We first find that the only bimolecular reaction is S₁₁ + S₁₂ → S₂. Assume that we have W > ϵ. We find no dissociation reaction producing S₁₁ and S₁₂. We now look for reactions producing either of the molecules or both. No reactions produce both, but we find that S₁₂ produces $S_{12}^{*}$ and that P produces S₁₁ and D. We proceed to look for any reactions producing either S₁₂ or P or both. We now find only one such reaction, S₁ → P + S₁₂. Since this is a dissociation reaction, S₁ will be simulated on the microscopic scale.

This is schematically illustrated in Fig. 2.

FIG. 2.

Schematic illustration of system (64)–(67).

The production of S₂ originates from a dissociation, with an intermediate association reaction that is unresolved at fine length scales on the mesoscopic scale. The dissociating molecule is therefore a candidate for the microscopic scale.

We employ the following general strategy to identify molecules that should be simulated on the microscopic scale:

For system (64)–(67), the algorithm would thus first compute W for the association reaction $S_{11}+S_{12}^{*}\to S_2$. If W > ϵ, then the algorithm proceeds to find the sequence of reactions S₁ → P + S₁₂, P → D + S₁₁ producing S₁₁, and the sequence of reactions S₁ → P + S₁₂, $S_{12}\to S_{12}^{*}$ producing $S_{12}^{*}$. Since the two sequences both start with S₁ dissociating, we will simulate S₁ on the microscopic scale.

Algorithm 2.

Identifying microscale particles.

1.	Identify all bimolecular reactions for which W > ϵ, for some sufficiently small ϵ, where W is the relative error in the mesoscopic mean binding time, as defined in (41).
2.	For each such reaction, determine if the product originates from a dissociation reaction.

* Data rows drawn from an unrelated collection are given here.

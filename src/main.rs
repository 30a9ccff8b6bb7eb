use actix_web::{App, HttpServer, middleware::Logger, web};
use sqlx::postgres::PgPoolOptions;
use std::sync::Arc;
use std::time::Duration;
use tracing_subscriber::{layer::SubscriberExt, util::SubscriberInitExt};

use taproom::{
  adapters::http::{
    BeerRouteDependencies, RequesterResolver, UserRouteDependencies, configure_beer_routes,
    configure_style_routes, configure_user_routes,
  },
  application::account::{
    CreateUserUseCase, DeleteUserUseCase, GetUserUseCase, ListUsersUseCase, UpdateUserUseCase,
  },
  application::catalog::{
    CreateBeerUseCase, DeleteBeerUseCase, GetBeerUseCase, ListBeersUseCase, ListStylesUseCase,
    UpdateBeerUseCase,
  },
  application::wishlist::{
    AddBeerToWishlistUseCase, GetWishlistUseCase, RemoveBeerFromWishlistUseCase,
  },
  domain::account::services::{UserService, WishlistService},
  domain::catalog::services::CatalogService,
  infrastructure::{
    config::Config,
    persistence::postgres::{
      PostgresBeerRepository, PostgresStyleRepository, PostgresUserRepository,
    },
  },
};

#[actix_web::main]
async fn main() -> std::io::Result<()> {
  // Initialize environment variables from .env file
  dotenvy::dotenv().ok();

  // Initialize tracing subscriber for logging
  tracing_subscriber::registry()
    .with(
      tracing_subscriber::EnvFilter::try_from_default_env()
        .unwrap_or_else(|_| "taproom=debug,actix_web=info".into()),
    )
    .with(tracing_subscriber::fmt::layer())
    .init();

  tracing::info!("Starting Taproom application");

  // Load configuration
  let config = Config::load().expect("Failed to load configuration");
  tracing::info!("Configuration loaded successfully");

  // Set up database connection pool with timeout
  tracing::info!("Connecting to database: {}", config.database.url);

  let db_pool = tokio::time::timeout(
    Duration::from_secs(config.database.connect_timeout_seconds),
    PgPoolOptions::new()
      .max_connections(config.database.max_connections)
      .acquire_timeout(Duration::from_secs(config.database.acquire_timeout_seconds))
      .connect(&config.database.url),
  )
  .await
  .map_err(|_| {
    tracing::error!(
      "Database connection timed out after {} seconds. Is PostgreSQL running?",
      config.database.connect_timeout_seconds
    );
    std::io::Error::new(
      std::io::ErrorKind::TimedOut,
      format!(
        "Database connection timed out after {} seconds",
        config.database.connect_timeout_seconds
      ),
    )
  })?
  .map_err(|e| {
    tracing::error!("Failed to connect to database: {}", e);
    match e {
      sqlx::Error::Io(_) => std::io::Error::new(
        std::io::ErrorKind::ConnectionRefused,
        format!(
          "Could not connect to database. Is PostgreSQL running at {}?",
          config.database.url
        ),
      ),
      _ => std::io::Error::other(format!("Database error: {}", e)),
    }
  })?;

  tracing::info!("Database connection pool created");

  // Run database migrations
  tracing::info!("Running database migrations");
  sqlx::migrate!("./migrations")
    .run(&db_pool)
    .await
    .expect("Failed to run database migrations");
  tracing::info!("Database migrations completed");

  // Initialize repositories
  let user_repo = Arc::new(PostgresUserRepository::new(db_pool.clone()));
  let beer_repo = Arc::new(PostgresBeerRepository::new(db_pool.clone()));
  let style_repo = Arc::new(PostgresStyleRepository::new(db_pool.clone()));

  // Initialize domain services
  let user_service = Arc::new(UserService::new(user_repo.clone()));
  let wishlist_service = Arc::new(WishlistService::new(user_repo.clone()));
  let catalog_service = Arc::new(CatalogService::new(beer_repo.clone(), style_repo.clone()));

  // Initialize account use cases
  let list_users_use_case = Arc::new(ListUsersUseCase::new(user_service.clone()));
  let get_user_use_case = Arc::new(GetUserUseCase::new(user_service.clone()));
  let create_user_use_case = Arc::new(CreateUserUseCase::new(user_service.clone()));
  let update_user_use_case = Arc::new(UpdateUserUseCase::new(user_service.clone()));
  let delete_user_use_case = Arc::new(DeleteUserUseCase::new(user_service.clone()));

  // Initialize wishlist use cases
  let get_wishlist_use_case = Arc::new(GetWishlistUseCase::new(wishlist_service.clone()));
  let add_to_wishlist_use_case = Arc::new(AddBeerToWishlistUseCase::new(
    wishlist_service.clone(),
    catalog_service.clone(),
  ));
  let remove_from_wishlist_use_case = Arc::new(RemoveBeerFromWishlistUseCase::new(
    wishlist_service.clone(),
    catalog_service.clone(),
  ));

  // Initialize catalog use cases
  let list_beers_use_case = Arc::new(ListBeersUseCase::new(catalog_service.clone()));
  let get_beer_use_case = Arc::new(GetBeerUseCase::new(catalog_service.clone()));
  let create_beer_use_case = Arc::new(CreateBeerUseCase::new(catalog_service.clone()));
  let update_beer_use_case = Arc::new(UpdateBeerUseCase::new(catalog_service.clone()));
  let delete_beer_use_case = Arc::new(DeleteBeerUseCase::new(catalog_service.clone()));
  let list_styles_use_case = Arc::new(ListStylesUseCase::new(catalog_service.clone()));

  // Requester resolution from the Authorization header
  let resolver = Arc::new(RequesterResolver::new(user_service.clone()));

  let server_host = config.server.host.clone();
  let server_port = config.server.port;

  tracing::info!("Starting HTTP server on {}:{}", server_host, server_port);

  // Create and start the HTTP server
  HttpServer::new(move || {
    App::new()
      // Add logging middleware
      .wrap(Logger::default())
      // Configure account and wishlist routes
      .service(web::scope("/api/users").configure(|cfg| {
        configure_user_routes(
          cfg,
          UserRouteDependencies {
            list_users_use_case: list_users_use_case.clone(),
            get_user_use_case: get_user_use_case.clone(),
            create_user_use_case: create_user_use_case.clone(),
            update_user_use_case: update_user_use_case.clone(),
            delete_user_use_case: delete_user_use_case.clone(),
            get_wishlist_use_case: get_wishlist_use_case.clone(),
            add_to_wishlist_use_case: add_to_wishlist_use_case.clone(),
            remove_from_wishlist_use_case: remove_from_wishlist_use_case.clone(),
            resolver: resolver.clone(),
          },
        )
      }))
      // Configure beer catalog routes
      .service(web::scope("/api/beers").configure(|cfg| {
        configure_beer_routes(
          cfg,
          BeerRouteDependencies {
            list_beers_use_case: list_beers_use_case.clone(),
            get_beer_use_case: get_beer_use_case.clone(),
            create_beer_use_case: create_beer_use_case.clone(),
            update_beer_use_case: update_beer_use_case.clone(),
            delete_beer_use_case: delete_beer_use_case.clone(),
            resolver: resolver.clone(),
          },
        )
      }))
      // Configure style routes
      .service(
        web::scope("/api/styles")
          .configure(|cfg| configure_style_routes(cfg, list_styles_use_case.clone())),
      )
      // Health check endpoint
      .route("/health", web::get().to(health_check))
  })
  .bind((server_host.as_str(), server_port))?
  .run()
  .await
}

/// Health check endpoint
async fn health_check() -> &'static str {
  "OK"
}
use uuid::Uuid;

use super::entities::Beer;

/// Filter, sort and order parameters for a beer listing.
///
/// Every field is optional; a stage of the pipeline only runs when its
/// parameter is present (and, for strings, non-empty).
#[derive(Debug, Clone, Default)]
pub struct BeerQuery {
  /// Case-insensitive substring match against the beer name
  pub name: Option<String>,
  /// Keep beers with abv >= min_abv
  pub min_abv: Option<f64>,
  /// Keep beers with abv <= max_abv
  pub max_abv: Option<f64>,
  /// Exact match on style identifier
  pub style_id: Option<Uuid>,
  /// One of "name", "abv", "style" (case-insensitive); anything else
  /// leaves the order unchanged
  pub sort_by: Option<String>,
  /// "desc" (case-insensitive) reverses the sequence; any other value
  /// leaves ascending order
  pub sort_order: Option<String>,
}

/// Applies the query to an already-fetched collection.
///
/// Stages run in fixed order: name filter, abv range, style filter, sort,
/// order. The sort is stable, and a descending order is produced by
/// reversing the ascending result afterwards — not by inverting the
/// comparator, which would break tie ordering. The reversal runs whether
/// or not a sort key was given.
pub fn apply(mut beers: Vec<Beer>, query: &BeerQuery) -> Vec<Beer> {
  if let Some(name) = query.name.as_deref().filter(|n| !n.is_empty()) {
    let needle = name.to_lowercase();
    beers.retain(|beer| beer.name.to_lowercase().contains(&needle));
  }

  if let Some(min_abv) = query.min_abv {
    beers.retain(|beer| beer.abv >= min_abv);
  }

  if let Some(max_abv) = query.max_abv {
    beers.retain(|beer| beer.abv <= max_abv);
  }

  if let Some(style_id) = query.style_id {
    beers.retain(|beer| beer.style.id == style_id);
  }

  if let Some(sort_by) = query.sort_by.as_deref() {
    match sort_by.to_lowercase().as_str() {
      "name" => beers.sort_by(|a, b| a.name.cmp(&b.name)),
      "abv" => beers.sort_by(|a, b| a.abv.total_cmp(&b.abv)),
      "style" => beers.sort_by(|a, b| a.style.name.cmp(&b.style.name)),
      _ => {}
    }
  }

  if let Some(sort_order) = query.sort_order.as_deref() {
    if sort_order.eq_ignore_ascii_case("desc") {
      beers.reverse();
    }
  }

  beers
}
impl WishlistService {
  /// Creates a new instance of WishlistService
  pub fn new(user_repo: Arc<dyn UserRepository>) -> Self {
    Self { user_repo }
  }

  /// Returns the target user's wishlist
  pub async fn get_wishlist(
    &self,
    requester: &User,
    target_user_id: Uuid,
  ) -> Result<Vec<Beer>, DomainError> {
    if !policy::is_authorized(requester, target_user_id) {
      return Err(DomainError::Unauthorized(
        "You are not authorized to browse user information.".to_string(),
      ));
    }
    self.ensure_target_exists(target_user_id).await?;
    self.user_repo.get_wishlist(target_user_id).await
  }

  /// Adds a beer to the target user's wishlist. Adding a beer that is
  /// already a member succeeds as a no-op.
  pub async fn add_to_wishlist(
    &self,
    requester: &User,
    beer: &Beer,
    target_user_id: Uuid,
  ) -> Result<(), DomainError> {
    if !policy::is_authorized(requester, target_user_id) {
      return Err(DomainError::Unauthorized(
        "You are not authorized to add to this wishlist".to_string(),
      ));
    }
    self.ensure_target_exists(target_user_id).await?;

    let wishlist = self.user_repo.get_wishlist(target_user_id).await?;
    if wishlist.iter().any(|b| b.id == beer.id) {
      return Ok(());
    }
    self.user_repo.add_to_wishlist(target_user_id, beer.id).await
  }

  /// Removes a beer from the target user's wishlist. Removing a beer that
  /// is not a member fails with `NotFound`.
  pub async fn remove_from_wishlist(
    &self,
    requester: &User,
    beer: &Beer,
    target_user_id: Uuid,
  ) -> Result<(), DomainError> {
    if !policy::is_authorized(requester, target_user_id) {
      return Err(DomainError::Unauthorized(
        "You are not authorized to remove from this wishlist.".to_string(),
      ));
    }
    self.ensure_target_exists(target_user_id).await?;

    let wishlist = self.user_repo.get_wishlist(target_user_id).await?;
    if !wishlist.iter().any(|b| b.id == beer.id) {
      return Err(DomainError::not_found("Beer", "id", beer.id.to_string()));
    }
    self
      .user_repo
      .remove_from_wishlist(target_user_id, beer.id)
      .await
  }

  async fn ensure_target_exists(&self, target_user_id: Uuid) -> Result<(), DomainError> {
    self
      .user_repo
      .find_by_id(target_user_id)
      .await?
      .ok_or_else(|| DomainError::not_found("User", "id", target_user_id.to_string()))?;
    Ok(())
  }
}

If it does, the dissociating molecule should be simulated on the microscopic scale.
	(a) If the two reactants are produced by a dissociating molecule we are done. The product of the association reaction then originates from a dissociation [an example of this is (60)].
	(b) If they are not, find all sequences of reactions producing reactant 1 of the association reaction and all sequences of reactions producing reactant 2.
	(c) For each sequence producing reactant 1, and starting with a dissociation, search for a sequence produc ing reactant 2 that starts with the same dissociation. If we find two such sequences, then the initially dissociating molecule will be simulated on the microscopic scale.

IV. IMPLEMENTATION

We have implemented the hybrid method as an extension to the high-level PyURDME¹⁴ Python API. This allows for specification of microscopic/hybrid systems and execution via a simple, object-oriented Python modeling interface. In Secs. IV A–IV C, we describe the different components of the solver and discuss computational complexity and performance aspects of hybrid simulation.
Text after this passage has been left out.